▶ **EXERCISE PROMPT**
Scan the data below and work out how many of its lines contain the word "cursor". Give only that number.

▶ **RECORDS FOR THIS EXERCISE**
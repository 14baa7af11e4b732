//! Audio capture from microphone

use std::sync::atomic::{AtomicBool, Ordering};
use std::sync::{Arc, Mutex};
use std::thread::JoinHandle;
use std::time::Duration;

use async_trait::async_trait;
use chrono::{DateTime, Utc};
use cpal::traits::{DeviceTrait, HostTrait, StreamTrait};
use cpal::{SampleRate, Stream, StreamConfig};
use tokio::sync::oneshot;

use crate::{Error, Result};

/// Sample rate for audio capture (16kHz for speech)
pub const SAMPLE_RATE: u32 = 16000;

/// Level reported for digital silence
pub const SILENCE_FLOOR_DB: f32 = -160.0;

/// Opens the microphone for one recording at a time
#[async_trait]
pub trait Recorder: Send + Sync {
    /// Start a new recording
    ///
    /// # Errors
    ///
    /// Returns `Error::PermissionDenied` if microphone access is refused,
    /// or `Error::Audio` for device failures
    async fn start(&self) -> Result<Box<dyn Recording>>;
}

/// A live recording owned by exactly one capture
pub trait Recording: Send {
    /// Signal level of the audio captured since the previous call, in dBFS
    ///
    /// # Errors
    ///
    /// Returns error if the underlying stream has failed
    fn level_db(&mut self) -> Result<f32>;

    /// Stop recording and hand back everything captured
    ///
    /// # Errors
    ///
    /// Returns error if the stream could not be shut down cleanly
    fn stop(&mut self) -> Result<Vec<f32>>;

    /// Sample rate of the recorded audio
    fn sample_rate(&self) -> u32;
}

/// A finalized capture ready for transcription
#[derive(Debug, Clone)]
pub struct AudioBuffer {
    samples: Arc<[f32]>,
    sample_rate: u32,
    captured_at: DateTime<Utc>,
    duration: Duration,
    speech_detected: bool,
}

impl AudioBuffer {
    /// Wrap captured samples
    #[must_use]
    pub fn new(
        samples: Vec<f32>,
        sample_rate: u32,
        captured_at: DateTime<Utc>,
        duration: Duration,
        speech_detected: bool,
    ) -> Self {
        Self {
            samples: samples.into(),
            sample_rate,
            captured_at,
            duration,
            speech_detected,
        }
    }

    /// Raw mono samples in `[-1.0, 1.0]`
    #[must_use]
    pub fn samples(&self) -> &[f32] {
        &self.samples
    }

    /// Sample rate in Hz
    #[must_use]
    pub const fn sample_rate(&self) -> u32 {
        self.sample_rate
    }

    /// When recording started
    #[must_use]
    pub const fn captured_at(&self) -> DateTime<Utc> {
        self.captured_at
    }

    /// Wall-clock length of the capture
    #[must_use]
    pub const fn duration(&self) -> Duration {
        self.duration
    }

    /// Whether any metering sample crossed the speech threshold
    #[must_use]
    pub const fn speech_detected(&self) -> bool {
        self.speech_detected
    }

    /// True when no audio was recorded at all
    #[must_use]
    pub fn is_empty(&self) -> bool {
        self.samples.is_empty()
    }

    /// Encode as 16-bit PCM WAV
    ///
    /// # Errors
    ///
    /// Returns error if WAV encoding fails
    pub fn to_wav(&self) -> Result<Vec<u8>> {
        samples_to_wav(&self.samples, self.sample_rate)
    }
}

/// Records from the default input device via `cpal`
///
/// `cpal` streams are not `Send`, so each recording owns a dedicated thread
/// that keeps the stream alive until the recording is stopped.
pub struct CpalRecorder {
    config: StreamConfig,
}

impl CpalRecorder {
    /// Query the default input device
    ///
    /// # Errors
    ///
    /// Returns error if audio device cannot be opened
    pub fn new() -> Result<Self> {
        let host = cpal::default_host();

        let device = host
            .default_input_device()
            .ok_or_else(|| Error::Audio("no input device available".to_string()))?;

        let supported_config = device
            .supported_input_configs()
            .map_err(|e| classify_device_error(e.to_string()))?
            .find(|c| {
                c.channels() == 1
                    && c.min_sample_rate() <= SampleRate(SAMPLE_RATE)
                    && c.max_sample_rate() >= SampleRate(SAMPLE_RATE)
            })
            .ok_or_else(|| Error::Audio("no suitable audio config found".to_string()))?;

        let config = supported_config
            .with_sample_rate(SampleRate(SAMPLE_RATE))
            .config();

        tracing::debug!(
            device = device.name().unwrap_or_default(),
            sample_rate = SAMPLE_RATE,
            channels = config.channels,
            "audio capture initialized"
        );

        Ok(Self { config })
    }
}

#[async_trait]
impl Recorder for CpalRecorder {
    async fn start(&self) -> Result<Box<dyn Recording>> {
        let buffer = Arc::new(Mutex::new(Vec::new()));
        let stop = Arc::new(AtomicBool::new(false));
        let (ready_tx, ready_rx) = oneshot::channel();

        let thread = std::thread::Builder::new()
            .name("hark-capture".to_string())
            .spawn({
                let config = self.config.clone();
                let buffer = Arc::clone(&buffer);
                let stop = Arc::clone(&stop);
                move || hold_input_stream(&config, buffer, &stop, ready_tx)
            })?;

        ready_rx
            .await
            .map_err(|_| Error::Audio("capture thread exited before starting".to_string()))??;

        tracing::debug!("audio capture started");

        Ok(Box::new(CpalRecording {
            buffer,
            cursor: 0,
            stop,
            thread: Some(thread),
            sample_rate: self.config.sample_rate.0,
        }))
    }
}

/// Open the input stream and keep it alive until `stop` is raised
fn hold_input_stream(
    config: &StreamConfig,
    buffer: Arc<Mutex<Vec<f32>>>,
    stop: &AtomicBool,
    ready: oneshot::Sender<Result<()>>,
) {
    let stream = match open_input_stream(config, buffer) {
        Ok(stream) => stream,
        Err(e) => {
            let _ = ready.send(Err(e));
            return;
        }
    };

    if ready.send(Ok(())).is_err() {
        return;
    }

    while !stop.load(Ordering::Acquire) {
        std::thread::park_timeout(Duration::from_millis(50));
    }

    drop(stream);
    tracing::debug!("audio capture stopped");
}

fn open_input_stream(config: &StreamConfig, buffer: Arc<Mutex<Vec<f32>>>) -> Result<Stream> {
    let host = cpal::default_host();
    let device = host
        .default_input_device()
        .ok_or_else(|| Error::Audio("no input device".to_string()))?;

    let stream = device
        .build_input_stream(
            config,
            move |data: &[f32], _: &cpal::InputCallbackInfo| {
                if let Ok(mut buf) = buffer.lock() {
                    buf.extend_from_slice(data);
                }
            },
            |err| {
                tracing::error!(error = %err, "audio capture error");
            },
            None,
        )
        .map_err(|e| classify_device_error(e.to_string()))?;

    stream
        .play()
        .map_err(|e| classify_device_error(e.to_string()))?;

    Ok(stream)
}

/// Map a device error message onto the permission / transient split
fn classify_device_error(message: String) -> Error {
    let lower = message.to_lowercase();
    if lower.contains("permission") || lower.contains("denied") || lower.contains("not authorized")
    {
        Error::PermissionDenied(message)
    } else {
        Error::Audio(message)
    }
}

/// A live `cpal` recording
struct CpalRecording {
    buffer: Arc<Mutex<Vec<f32>>>,
    cursor: usize,
    stop: Arc<AtomicBool>,
    thread: Option<JoinHandle<()>>,
    sample_rate: u32,
}

impl CpalRecording {
    fn shutdown(&mut self) {
        self.stop.store(true, Ordering::Release);
        if let Some(thread) = self.thread.take() {
            thread.thread().unpark();
            if thread.join().is_err() {
                tracing::warn!("capture thread panicked");
            }
        }
    }
}

impl Recording for CpalRecording {
    fn level_db(&mut self) -> Result<f32> {
        let buf = self
            .buffer
            .lock()
            .map_err(|_| Error::Audio("capture buffer poisoned".to_string()))?;
        let fresh = buf.get(self.cursor..).unwrap_or_default();
        let level = rms_to_dbfs(calculate_rms(fresh));
        self.cursor = buf.len();
        drop(buf);
        Ok(level)
    }

    fn stop(&mut self) -> Result<Vec<f32>> {
        self.shutdown();
        self.buffer
            .lock()
            .map(|mut buf| std::mem::take(&mut *buf))
            .map_err(|_| Error::Audio("capture buffer poisoned".to_string()))
    }

    fn sample_rate(&self) -> u32 {
        self.sample_rate
    }
}

impl Drop for CpalRecording {
    fn drop(&mut self) {
        self.shutdown();
    }
}

/// Calculate RMS energy of audio samples
#[allow(clippy::cast_precision_loss)]
#[must_use]
pub fn calculate_rms(samples: &[f32]) -> f32 {
    if samples.is_empty() {
        return 0.0;
    }

    let sum_squares: f32 = samples.iter().map(|s| s * s).sum();
    (sum_squares / samples.len() as f32).sqrt()
}

/// Convert an RMS amplitude to dBFS, floored at [`SILENCE_FLOOR_DB`]
#[must_use]
pub fn rms_to_dbfs(rms: f32) -> f32 {
    if rms <= 0.0 {
        return SILENCE_FLOOR_DB;
    }
    (20.0 * rms.log10()).max(SILENCE_FLOOR_DB)
}

/// Convert f32 samples to WAV bytes for STT APIs
///
/// # Errors
///
/// Returns error if WAV encoding fails
pub fn samples_to_wav(samples: &[f32], sample_rate: u32) -> Result<Vec<u8>> {
    let spec = hound::WavSpec {
        channels: 1,
        sample_rate,
        bits_per_sample: 16,
        sample_format: hound::SampleFormat::Int,
    };

    let mut cursor = std::io::Cursor::new(Vec::new());
    {
        let mut writer =
            hound::WavWriter::new(&mut cursor, spec).map_err(|e| Error::Audio(e.to_string()))?;

        for &sample in samples {
            // Convert f32 [-1.0, 1.0] to i16
            #[allow(clippy::cast_possible_truncation)]
            let sample_i16 = (sample * 32767.0).clamp(-32768.0, 32767.0) as i16;
            writer
                .write_sample(sample_i16)
                .map_err(|e| Error::Audio(e.to_string()))?;
        }

        writer.finalize().map_err(|e| Error::Audio(e.to_string()))?;
    }

    Ok(cursor.into_inner())
}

▶ **TASK RESULT**
7